= mri_seg_overlap =

This page proposes a new program, called `mri_seg_overlap`, that will replace the redundant (and buggy/slow) `mri_compute_seg_overlap` and `mri_compute_overlap`. A primary new feature is the ability to save a detailed overlap report to a JSON file.

{{{
USAGE
	mri_seg_overlap [options] <vol1> <vol2>

DESCRIPTION
	
	This program computes the structural overlap between two segmentation 
	volumes. The following statistics can be calculated for each label:
	
	     dice coefficient     -  F1-measure of the similarity between
	                             the two labels.
	     jaccard coefficient  -  Intersecting volume over the combined
	                             volume of the two labels.
	     volume difference    -  Fractional difference in volumes of
	                             the labels.
	
	By default, only dice scores are computed, but this can be 
	reconfigured with the --measures flag.
	
	Each structure in the input volumes will be considered by default, but
	an alternative list of labels can be specified with the --label or --labelfile
	flags.
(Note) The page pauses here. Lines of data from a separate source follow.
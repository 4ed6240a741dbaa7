//! Lab container readiness: existence, state, bulk start, bounded wait.
//!
//! Containers that do not exist at all are a fatal precondition failure for
//! the whole pipeline. Stopped containers get one bulk `docker start` and a
//! bounded readiness poll; anything still down afterwards is logged but does
//! not abort the run.

use std::collections::HashMap;
use std::process::Command;
use std::thread;
use std::time::{Duration, Instant};

use tracing::{info, warn};

use crate::pipeline::runlog::RunLog;
use crate::utils::{LabsmokeError, Result};

const START_DEADLINE: Duration = Duration::from_secs(10);
const POLL_INTERVAL: Duration = Duration::from_secs(1);

#[derive(Debug, Clone, Copy, PartialEq, Eq)]
pub enum ContainerState {
    Running,
    Stopped,
}

/// The expected set partitioned against what `docker ps -a` reported.
#[derive(Debug, Clone, Default)]
pub struct Survey {
    pub running: Vec<String>,
    pub stopped: Vec<String>,
    pub missing: Vec<String>,
}

/// Aggregate readiness after probing (and starting, if needed). `ready` is
/// the AND of every per-container running check.
#[derive(Debug, Clone)]
pub struct Readiness {
    pub ready: bool,
    pub not_running: Vec<String>,
}

pub fn ensure_lab_ready(expected: &[String], log: &mut RunLog) -> Result<Readiness> {
    let observed = observe_containers()?;
    let survey = survey(expected, &observed);

    if !survey.missing.is_empty() {
        let names = survey.missing.join(", ");
        log.line(&format!("FATAL: containers not found: {}", names))?;
        return Err(LabsmokeError::MissingContainers(names));
    }

    for name in &survey.running {
        log.line(&format!("container {} running", name))?;
    }

    let not_running = if survey.stopped.is_empty() {
        vec![]
    } else {
        info!(containers = ?survey.stopped, "starting stopped containers");
        log.line(&format!(
            "starting stopped containers: {}",
            survey.stopped.join(", ")
        ))?;
        start_containers(&survey.stopped, log)?;
        wait_until_running(expected)?
    };

    for name in &not_running {
        warn!(container = %name, "container still not running after start");
        log.line(&format!("WARN: container {} still not running", name))?;
    }

    Ok(Readiness {
        ready: not_running.is_empty(),
        not_running,
    })
}

/// Partition `expected` by observed state. Names absent from the listing are
/// missing entirely.
pub fn survey(expected: &[String], observed: &HashMap<String, ContainerState>) -> Survey {
    let mut result = Survey::default();
    for name in expected {
        match observed.get(name.as_str()) {
            Some(ContainerState::Running) => result.running.push(name.clone()),
            Some(ContainerState::Stopped) => result.stopped.push(name.clone()),
            None => result.missing.push(name.clone()),
        }
    }
    result
}

/// Parse `docker ps -a --format "{{.Names}}\t{{.State}}"` output. Docker
/// reports created/restarting/paused/exited/dead besides running; everything
/// non-running needs a start.
pub fn parse_listing(listing: &str) -> HashMap<String, ContainerState> {
    listing
        .lines()
        .filter_map(|line| {
            let (name, state) = line.split_once('\t')?;
            let name = name.trim();
            if name.is_empty() {
                return None;
            }
            let state = if state.trim() == "running" {
                ContainerState::Running
            } else {
                ContainerState::Stopped
            };
            Some((name.to_string(), state))
        })
        .collect()
}

fn observe_containers() -> Result<HashMap<String, ContainerState>> {
    let out = Command::new("docker")
        .args(&["ps", "-a", "--format", "{{.Names}}\t{{.State}}"])
        .output()
        .map_err(|e| LabsmokeError::Docker(format!("docker ps failed: {}", e)))?;

    if !out.status.success() {
        return Err(LabsmokeError::Docker(
            "docker ps failed — is Docker running?".to_string(),
        ));
    }

    Ok(parse_listing(&String::from_utf8_lossy(&out.stdout)))
}

/// One bulk start covering the whole stopped subset. A non-zero exit is
/// logged, not fatal: the readiness poll settles what actually came up.
fn start_containers(names: &[String], log: &mut RunLog) -> Result<()> {
    let out = Command::new("docker")
        .arg("start")
        .args(names)
        .output()
        .map_err(|e| LabsmokeError::Docker(format!("docker start failed: {}", e)))?;

    if !out.status.success() {
        let stderr = String::from_utf8_lossy(&out.stderr);
        warn!(stderr = %stderr, "docker start reported errors");
        log.line(&format!("docker start reported errors: {}", stderr.trim()))?;
    }
    Ok(())
}

/// Poll the runtime until every expected container is running or the
/// deadline passes. Returns the names still not running at the deadline.
fn wait_until_running(expected: &[String]) -> Result<Vec<String>> {
    let deadline = Instant::now() + START_DEADLINE;
    loop {
        let observed = observe_containers()?;
        let not_running: Vec<String> = expected
            .iter()
            .filter(|name| observed.get(name.as_str()) != Some(&ContainerState::Running))
            .cloned()
            .collect();

        if not_running.is_empty() || Instant::now() >= deadline {
            return Ok(not_running);
        }
        thread::sleep(POLL_INTERVAL);
    }
}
Additionally, the --seg flag will compute the overlap between 
	the following 12 major anatomical structures:
	
	     Cerebral White Matter (2,41)
	     Cerebral Cortex (3,42)
	     Hippocampus (17,53)
	     Caudate (11,50)
	     Putamen (12,51)
	     Pallidum (13,52)
	     Amygdala (18,54)
	     Thalamus Proper (10,49)
	     Lateral Ventricle (4,43)
	     Third and Fourth Ventricles (14,15)
	     Inf Lateral Vent (5,44)
	     Accumbens Area (26,58)
	 

OPTIONAL ARGUMENTS
	-o, --out [FILE]
		Save detailed overlap report to a JSON file.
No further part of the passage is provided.